Exercise: Would you please repeat exactly the lines from the one containing "pub fn confirm_action(prompt: &str)" to the end of the records, both included, and leave out the rest?

Information provided:
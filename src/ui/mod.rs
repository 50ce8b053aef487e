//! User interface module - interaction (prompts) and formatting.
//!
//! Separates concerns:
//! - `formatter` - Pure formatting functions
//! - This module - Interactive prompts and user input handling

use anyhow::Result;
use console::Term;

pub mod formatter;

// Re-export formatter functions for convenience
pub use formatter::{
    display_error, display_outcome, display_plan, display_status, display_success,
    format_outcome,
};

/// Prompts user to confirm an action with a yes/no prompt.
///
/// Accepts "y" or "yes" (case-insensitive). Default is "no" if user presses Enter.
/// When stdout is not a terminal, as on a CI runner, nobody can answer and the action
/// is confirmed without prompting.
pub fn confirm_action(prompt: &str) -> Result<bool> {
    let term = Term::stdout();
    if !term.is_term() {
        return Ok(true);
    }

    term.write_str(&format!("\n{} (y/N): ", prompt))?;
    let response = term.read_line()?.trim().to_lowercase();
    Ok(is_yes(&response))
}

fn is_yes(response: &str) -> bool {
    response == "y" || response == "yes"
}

Reply to the task:
pub fn confirm_action(prompt: &str) -> Result<bool> {
    let term = Term::stdout();
    if !term.is_term() {
        return Ok(true);
    }

    term.write_str(&format!("\n{} (y/N): ", prompt))?;
    let response = term.read_line()?.trim().to_lowercase();
    Ok(is_yes(&response))
}

fn is_yes(response: &str) -> bool {
    response == "y" || response == "yes"
}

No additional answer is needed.